Wednesday, November 26, 2008

A Black and Red Thanksgiving

This article was written for www.blackpower.com

A Black and Red Thanksgiving

This time of year always fills me with deep contradictions. To be blunt, Thanksgiving, in its purest form, is a celebration of the eventual subjugation, domination, and massacre of millions of indigenous people of this land. As a man who is a proud member of the Ojibwe nation, I viscerally feel disgust at the roots of this holiday and all it represents to those that carry the burden of history.

As a person descended from slaves, who still has family in Greenbrier County, West Virginia, the place where my family was held in bondage, I was taught that Thanksgiving was a time to celebrate our freedom and the strength of family and community that got us through and brought us over. Thanksgiving is the celebration of our metaphorical crossing of the River Jordan or, perhaps, the Ohio River.

The truth is that Thanksgiving should be a time where we honor the spirits of those living and dead that fought, bled, and died so that our communities could survive. It is a time to gather around us our friends and family and to show them through words, food, and laughter that we appreciate their presence and their love. But it is also a time of obligation.

No two peoples living on this land known as the United States of America have such a tragic and intertwined history as African-Americans and Native Americans. Throughout our shared history of enslavement and genocide, forced labor and forceable removal from our homelands, our fates have touched one anothers: sometimes in acts of solidarity such as the taking in of runaway slaves by the Cherokee and Seminole and other native nations, and sometimes in acts of violence where slaves served with continental armies participating in the massacre of indigenous communities and indigenous communities that served whites as slave catchers.

Since the end of slavery, the relationship between African-Americans and Native Americans has,again, sometimes been one of solidarity such as the brown/black power movements of the 1960s and sometimes one of betrayal, such as the stripping of citizenship from black members of the western Cherokee Nation earlier this year.

Yet the truth remains that at this time of profound social change opportunity, leaders of the African-American community and leaders of both urban Indian and Indian nations should be working together on common goals related to sovreignity, reperations, and reclamation. At times the survival of entire segments of the black community have depended on our native brothers and sisters. That history was, intentionally, kept quiet by mainstream authorities. Divide and conquer has always been their primary tactic.

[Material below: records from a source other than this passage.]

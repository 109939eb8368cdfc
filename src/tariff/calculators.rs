//! Core tariff calculation functions.
//!
//! Pure functions for billing math - no I/O, no shared state.

use rust_decimal::prelude::*;
use rust_decimal::Decimal;

use super::models::{slab_width, Category, SLAB_COUNT};

/// Round to specified decimal places using banker's rounding (ROUND_HALF_EVEN).
///
/// Banker's rounding rounds to the nearest even number when the value is exactly
/// halfway between two possibilities. This reduces cumulative rounding bias.
///
/// # Examples
/// ```
/// use rust_decimal_macros::dec;
/// use electricity_bill::tariff::round_money;
///
/// assert_eq!(round_money(dec!(2.5), 0), dec!(2));   // rounds to even
/// assert_eq!(round_money(dec!(3.5), 0), dec!(4));   // rounds to even
/// assert_eq!(round_money(dec!(1.234), 2), dec!(1.23));
/// ```
pub fn round_money(amount: Decimal, places: u32) -> Decimal {
    amount.round_dp_with_strategy(places, RoundingStrategy::MidpointNearestEven)
}

/// Format an amount with two decimals and comma thousands separators.
///
/// # Examples
/// ```
/// use rust_decimal_macros::dec;
/// use electricity_bill::tariff::format_money;
///
/// assert_eq!(format_money(dec!(2670)), "2,670.00");
/// assert_eq!(format_money(dec!(0)), "0.00");
/// ```
pub fn format_money(amount: Decimal) -> String {
    let mut rounded = round_money(amount, 2);
    rounded.rescale(2);

    let text = rounded.abs().to_string();
    let (whole, fraction) = text.split_once('.').unwrap_or((text.as_str(), "00"));

    let mut grouped = String::with_capacity(whole.len() + whole.len() / 3);
    for (i, digit) in whole.chars().enumerate() {
        if i > 0 && (whole.len() - i) % 3 == 0 {
            grouped.push(',');
        }
        grouped.push(digit);
    }

    let sign = if rounded.is_sign_negative() && !rounded.is_zero() {
        "-"
    } else {
        ""
    };
    format!("{}{}.{}", sign, grouped, fraction)
}

/// Units billed within one slab
#[derive(Debug, Clone, PartialEq, Eq)]
pub struct SlabCharge {
    /// 0-based slab index
    pub slab: usize,
    pub units: u64,
    pub rate: Decimal,
    pub amount: Decimal,
}

/// Result of a bill calculation
#[derive(Debug, Clone, PartialEq, Eq)]
pub struct BillBreakdown {
    pub category: Category,
    pub units: u64,
    pub energy_charge: Decimal,
    pub fixed_charge: Decimal,
    pub total: Decimal,
    pub slabs: Vec<SlabCharge>,
}

/// Split consumption across the slabs, pricing each part at its slab rate.
///
/// Only slabs that bill at least one unit are returned. The final slab is
/// unbounded and absorbs any remainder.
pub fn slab_lines(units: u64, category: Category) -> Vec<SlabCharge> {
    let rates = &category.rate_table().rates;
    let mut remaining = units;
    let mut lines = Vec::with_capacity(SLAB_COUNT);

    for (slab, &rate) in rates.iter().enumerate() {
        if remaining == 0 {
            break;
        }

        let consumed = match slab_width(slab) {
            Some(width) => remaining.min(width),
            None => remaining,
        };

        lines.push(SlabCharge {
            slab,
            units: consumed,
            rate,
            amount: Decimal::from(consumed) * rate,
        });
        remaining -= consumed;
    }

    lines
}

/// Energy charge: sum of the per-slab consumption costs.
pub fn compute_energy_charge(units: u64, category: Category) -> Decimal {
    slab_lines(units, category)
        .iter()
        .map(|line| line.amount)
        .sum()
}

/// Flat service charge for a category.
///
/// Categories without their own tariff pay the Domestic charge.
pub fn get_fixed_charge(category: Category) -> Decimal {
    category.rate_table().fixed_charge
}

/// Calculate the full bill: energy charge plus fixed charge.
///
/// No rounding is applied; amounts are rounded only when rendered.
pub fn compute_bill(units: u64, category: Category) -> BillBreakdown {
    let slabs = slab_lines(units, category);
    let energy_charge: Decimal = slabs.iter().map(|line| line.amount).sum();
    let fixed_charge = get_fixed_charge(category);

    BillBreakdown {
        category,
        units,
        energy_charge,
        fixed_charge,
        total: energy_charge + fixed_charge,
        slabs,
    }
}

#[cfg(test)]
mod tests {
    use super::*;
    use rust_decimal_macros::dec;

    // ==================== round_money tests ====================

    #[test]
    fn test_round_money_bankers_rounding_to_even() {
        assert_eq!(round_money(dec!(2.5), 0), dec!(2));
        assert_eq!(round_money(dec!(3.5), 0), dec!(4));
        assert_eq!(round_money(dec!(2.125), 2), dec!(2.12));
        assert_eq!(round_money(dec!(2.135), 2), dec!(2.14));
    }

    #[test]
    fn test_round_money_normal_rounding() {
        assert_eq!(round_money(dec!(1.234), 2), dec!(1.23));
        assert_eq!(round_money(dec!(1.236), 2), dec!(1.24));
    }

    // ==================== format_money tests ====================

    #[test]
    fn test_format_money_two_decimals() {
        assert_eq!(format_money(dec!(0)), "0.00");
        assert_eq!(format_money(dec!(150)), "150.00");
        assert_eq!(format_money(dec!(8.5)), "8.50");
    }

    #[test]
    fn test_format_money_thousands_separators() {
        assert_eq!(format_money(dec!(2670)), "2,670.00");
        assert_eq!(format_money(dec!(999)), "999.00");
        assert_eq!(format_money(dec!(100000)), "100,000.00");
        assert_eq!(format_money(dec!(1234567.5)), "1,234,567.50");
    }

    #[test]
    fn test_format_money_rounds_half_even() {
        assert_eq!(format_money(dec!(0.125)), "0.12");
        assert_eq!(format_money(dec!(0.135)), "0.14");
        assert_eq!(format_money(dec!(999.999)), "1,000.00");
    }

    #[test]
    fn test_format_money_negative() {
        assert_eq!(format_money(dec!(-1234.5)), "-1,234.50");
        assert_eq!(format_money(dec!(-0.001)), "0.00");
    }

    // ==================== energy charge tests ====================

    #[test]
    fn test_first_slab_is_linear() {
        for units in 0..=30u64 {
            assert_eq!(
                compute_energy_charge(units, Category::Domestic),
                Decimal::from(units) * dec!(8)
            );
        }
    }

    #[test]
    fn test_second_slab_adds_to_full_first_slab() {
        for units in 31..=60u64 {
            let expected = dec!(30) * dec!(8) + Decimal::from(units - 30) * dec!(10);
            assert_eq!(compute_energy_charge(units, Category::Domestic), expected);
        }
    }

    #[test]
    fn test_slab_boundary_exactness() {
        let at_thirty = slab_lines(30, Category::Domestic);
        assert_eq!(at_thirty.len(), 1);
        assert_eq!(at_thirty[0].units, 30);

        let at_thirty_one = slab_lines(31, Category::Domestic);
        assert_eq!(at_thirty_one.len(), 2);
        assert_eq!(at_thirty_one[1].slab, 1);
        assert_eq!(at_thirty_one[1].units, 1);
        assert_eq!(at_thirty_one[1].amount, dec!(10));
    }

    #[test]
    fn test_every_slab_edge() {
        // (units, slab lines, Domestic energy charge)
        let cases = [
            (60, 2, dec!(540)),
            (61, 3, dec!(556)),
            (90, 3, dec!(1020)),
            (91, 4, dec!(1070)),
            (120, 4, dec!(2520)),
            (121, 5, dec!(2595)),
        ];

        for (units, slabs, energy) in cases {
            let lines = slab_lines(units, Category::Domestic);
            assert_eq!(lines.len(), slabs, "units {}", units);
            assert_eq!(
                compute_energy_charge(units, Category::Domestic),
                energy,
                "units {}",
                units
            );
            let billed: u64 = lines.iter().map(|l| l.units).sum();
            assert_eq!(billed, units);
        }

        let spill = slab_lines(121, Category::Domestic);
        assert_eq!(spill[3].units, 30);
        assert_eq!(spill[4].units, 1);
        assert_eq!(spill[4].rate, dec!(75));
    }

    #[test]
    fn test_domestic_120_units() {
        let bill = compute_bill(120, Category::Domestic);
        assert_eq!(bill.energy_charge, dec!(2520));
        assert_eq!(bill.fixed_charge, dec!(150));
        assert_eq!(bill.total, dec!(2670));
        assert_eq!(bill.slabs.len(), 4);
    }

    #[test]
    fn test_commercial_150_units() {
        let bill = compute_bill(150, Category::Commercial);
        let amounts: Vec<Decimal> = bill.slabs.iter().map(|l| l.amount).collect();
        assert_eq!(
            amounts,
            vec![dec!(360), dec!(450), dec!(540), dec!(1650), dec!(2400)]
        );
        assert_eq!(bill.energy_charge, dec!(5400));
        assert_eq!(bill.total, dec!(5800));
    }

    #[test]
    fn test_final_slab_absorbs_remainder() {
        let bill = compute_bill(1_000, Category::Industrial);
        let last = bill.slabs.last().unwrap();
        assert_eq!(last.slab, 4);
        assert_eq!(last.units, 880);
        // 30*15 + 30*20 + 30*25 + 30*60 + 880*90
        assert_eq!(bill.energy_charge, dec!(450) + dec!(600) + dec!(750) + dec!(1800) + dec!(79200));
    }

    #[test]
    fn test_very_large_consumption() {
        let bill = compute_bill(u64::MAX, Category::Domestic);
        assert_eq!(bill.slabs[4].units, u64::MAX - 120);
        assert!(bill.total > Decimal::from(u64::MAX));
    }

    #[test]
    fn test_zero_units_only_fixed_charge() {
        for category in Category::ALL {
            let bill = compute_bill(0, category);
            assert_eq!(bill.energy_charge, Decimal::ZERO);
            assert!(bill.slabs.is_empty());
            assert_eq!(bill.total, get_fixed_charge(category));
        }
    }

    #[test]
    fn test_fixed_charges() {
        assert_eq!(get_fixed_charge(Category::Domestic), dec!(150));
        assert_eq!(get_fixed_charge(Category::Commercial), dec!(400));
        assert_eq!(get_fixed_charge(Category::Industrial), dec!(600));
    }

    #[test]
    fn test_government_and_religious_places_billed_as_domestic() {
        for category in [Category::Government, Category::ReligiousPlaces] {
            let bill = compute_bill(120, category);
            assert_eq!(bill.category, category);
            assert_eq!(bill.energy_charge, dec!(2520));
            assert_eq!(bill.fixed_charge, dec!(150));
            assert_eq!(bill.total, dec!(2670));
        }
    }

    #[test]
    fn test_compute_bill_is_pure() {
        let first = compute_bill(97, Category::Commercial);
        let second = compute_bill(97, Category::Commercial);
        assert_eq!(first, second);
    }
}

This Thanksgiving, I challenge our communities to committ to not only celebrating our freedom and our family but also developing strategies to build deep relationships with our native kin. In Humboldt County, California, a small grassroots collective called Democracy Unlimited of Humboldt County (DUHC) has partnered with the Seventh Generation Fund on a relatively new project called the Honor Tax. The two organizations are working closely with small businesses, non-profit organizations, and individual citizens encouraging them to make a yearly tax payment to the Wiyot Nation. The nation on whose lands Humboldt County sits. This is not a charitable contribution but a tax payment acknowledging that the land itself is not owned by those who sit on it but by the peoples that historically belong to it.

These are the types of endeavours that should be championed by people of African descent. If we, the grandchildren of those held in bondage, are to righteously, and justly, demand reparations in recognition of the trillions of dollars of wealth created from our unpaid labor, then it is our moral and civil obligation to advocate for at least as much for the indigenous peoples of the United States. In the end, it is my hope that one day all of this land will be restored to those from whom it was taken, but until that day comes, it is our duty to work hand in hand to hold up and restore each other as we collectively move towards a just and liberated future. Let's transform Thanksgiving into a holiday of thanks for each other and an opportunity to create new river crossings on black and red bridges.